**Problem requirements:**
Your task is to repeat the records exactly from the line containing "Replies without the" onward, through the final line.

(Records drawn from a dataset)
######
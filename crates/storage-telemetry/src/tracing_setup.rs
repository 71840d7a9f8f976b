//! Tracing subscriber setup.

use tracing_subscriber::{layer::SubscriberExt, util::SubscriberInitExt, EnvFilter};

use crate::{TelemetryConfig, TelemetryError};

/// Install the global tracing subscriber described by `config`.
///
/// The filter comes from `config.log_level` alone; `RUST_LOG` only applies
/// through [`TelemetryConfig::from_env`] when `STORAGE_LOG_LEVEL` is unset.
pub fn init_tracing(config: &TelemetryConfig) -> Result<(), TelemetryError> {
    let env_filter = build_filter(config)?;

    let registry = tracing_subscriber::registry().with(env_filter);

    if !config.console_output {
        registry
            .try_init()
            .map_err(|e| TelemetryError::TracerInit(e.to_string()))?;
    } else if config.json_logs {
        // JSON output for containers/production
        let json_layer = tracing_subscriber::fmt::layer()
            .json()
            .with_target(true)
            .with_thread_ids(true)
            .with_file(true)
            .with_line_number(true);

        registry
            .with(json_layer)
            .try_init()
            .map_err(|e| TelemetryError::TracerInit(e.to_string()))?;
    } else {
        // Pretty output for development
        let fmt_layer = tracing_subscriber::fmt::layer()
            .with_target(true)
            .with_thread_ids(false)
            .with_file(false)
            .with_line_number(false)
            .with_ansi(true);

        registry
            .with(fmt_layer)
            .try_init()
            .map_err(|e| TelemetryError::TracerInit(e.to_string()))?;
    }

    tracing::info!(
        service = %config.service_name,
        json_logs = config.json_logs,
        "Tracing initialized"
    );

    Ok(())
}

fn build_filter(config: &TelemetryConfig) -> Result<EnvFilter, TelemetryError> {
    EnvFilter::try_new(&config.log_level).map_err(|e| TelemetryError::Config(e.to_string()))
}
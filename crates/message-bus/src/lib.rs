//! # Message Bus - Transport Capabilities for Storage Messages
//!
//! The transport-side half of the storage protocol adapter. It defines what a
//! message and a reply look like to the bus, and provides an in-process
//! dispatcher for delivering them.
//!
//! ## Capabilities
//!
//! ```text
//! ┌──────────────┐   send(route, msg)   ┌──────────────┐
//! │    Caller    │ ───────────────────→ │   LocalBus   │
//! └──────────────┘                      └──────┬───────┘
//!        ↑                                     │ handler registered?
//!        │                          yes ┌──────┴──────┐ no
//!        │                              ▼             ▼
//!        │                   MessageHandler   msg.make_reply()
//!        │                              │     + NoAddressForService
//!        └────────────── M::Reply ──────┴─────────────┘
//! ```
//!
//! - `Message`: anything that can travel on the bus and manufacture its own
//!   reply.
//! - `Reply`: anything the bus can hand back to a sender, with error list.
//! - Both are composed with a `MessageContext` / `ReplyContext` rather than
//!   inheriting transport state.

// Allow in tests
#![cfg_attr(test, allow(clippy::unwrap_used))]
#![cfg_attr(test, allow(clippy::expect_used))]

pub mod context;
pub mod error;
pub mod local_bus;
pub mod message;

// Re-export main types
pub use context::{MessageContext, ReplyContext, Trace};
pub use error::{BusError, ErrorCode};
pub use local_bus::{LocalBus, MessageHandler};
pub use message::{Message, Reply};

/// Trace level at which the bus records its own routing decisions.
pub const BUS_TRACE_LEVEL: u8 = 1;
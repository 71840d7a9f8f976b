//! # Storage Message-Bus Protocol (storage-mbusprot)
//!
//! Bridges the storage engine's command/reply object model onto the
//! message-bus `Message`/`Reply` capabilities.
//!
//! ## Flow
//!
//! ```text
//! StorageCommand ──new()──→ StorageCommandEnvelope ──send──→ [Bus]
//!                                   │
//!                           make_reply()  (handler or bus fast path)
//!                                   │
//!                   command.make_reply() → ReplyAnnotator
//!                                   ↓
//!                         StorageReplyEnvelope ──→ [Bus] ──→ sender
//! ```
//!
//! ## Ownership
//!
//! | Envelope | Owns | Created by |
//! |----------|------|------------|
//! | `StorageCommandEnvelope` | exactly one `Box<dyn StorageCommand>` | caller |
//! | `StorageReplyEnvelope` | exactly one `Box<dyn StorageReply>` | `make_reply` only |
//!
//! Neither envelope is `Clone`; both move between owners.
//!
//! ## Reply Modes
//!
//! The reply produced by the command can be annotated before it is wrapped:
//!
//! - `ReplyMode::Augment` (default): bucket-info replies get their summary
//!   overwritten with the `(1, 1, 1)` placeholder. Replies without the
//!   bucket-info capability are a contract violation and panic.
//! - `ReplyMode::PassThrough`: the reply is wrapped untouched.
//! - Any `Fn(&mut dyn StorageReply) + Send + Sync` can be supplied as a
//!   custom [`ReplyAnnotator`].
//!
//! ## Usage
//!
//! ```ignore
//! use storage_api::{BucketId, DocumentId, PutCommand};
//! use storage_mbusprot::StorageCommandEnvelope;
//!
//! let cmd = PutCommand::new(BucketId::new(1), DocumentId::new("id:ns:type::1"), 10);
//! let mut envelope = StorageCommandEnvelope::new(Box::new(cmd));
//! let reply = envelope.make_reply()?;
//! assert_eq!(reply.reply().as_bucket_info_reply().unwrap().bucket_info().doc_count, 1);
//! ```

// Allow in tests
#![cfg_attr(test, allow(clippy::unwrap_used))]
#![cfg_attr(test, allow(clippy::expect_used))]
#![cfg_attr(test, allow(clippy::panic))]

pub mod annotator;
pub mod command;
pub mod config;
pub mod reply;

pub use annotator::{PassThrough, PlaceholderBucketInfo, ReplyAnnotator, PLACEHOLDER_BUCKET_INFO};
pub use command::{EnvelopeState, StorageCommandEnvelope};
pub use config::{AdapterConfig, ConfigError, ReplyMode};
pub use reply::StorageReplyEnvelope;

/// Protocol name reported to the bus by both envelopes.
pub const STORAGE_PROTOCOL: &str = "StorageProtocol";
######
**Task answer:**
//!   overwritten with the `(1, 1, 1)` placeholder. Replies without the
//!   bucket-info capability are a contract violation and panic.
//! - `ReplyMode::PassThrough`: the reply is wrapped untouched.
//! - Any `Fn(&mut dyn StorageReply) + Send + Sync` can be supplied as a
//!   custom [`ReplyAnnotator`].
//!
//! ## Usage
//!
//! ```ignore
//! use storage_api::{BucketId, DocumentId, PutCommand};
//! use storage_mbusprot::StorageCommandEnvelope;
//!
//! let cmd = PutCommand::new(BucketId::new(1), DocumentId::new("id:ns:type::1"), 10);
//! let mut envelope = StorageCommandEnvelope::new(Box::new(cmd));
//! let reply = envelope.make_reply()?;
//! assert_eq!(reply.reply().as_bucket_info_reply().unwrap().bucket_info().doc_count, 1);
//! ```

// Allow in tests
#![cfg_attr(test, allow(clippy::unwrap_used))]
#![cfg_attr(test, allow(clippy::expect_used))]
#![cfg_attr(test, allow(clippy::panic))]

pub mod annotator;
pub mod command;
pub mod config;
pub mod reply;

pub use annotator::{PassThrough, PlaceholderBucketInfo, ReplyAnnotator, PLACEHOLDER_BUCKET_INFO};
pub use command::{EnvelopeState, StorageCommandEnvelope};
pub use config::{AdapterConfig, ConfigError, ReplyMode};
pub use reply::StorageReplyEnvelope;

/// Protocol name reported to the bus by both envelopes.
pub const STORAGE_PROTOCOL: &str = "StorageProtocol";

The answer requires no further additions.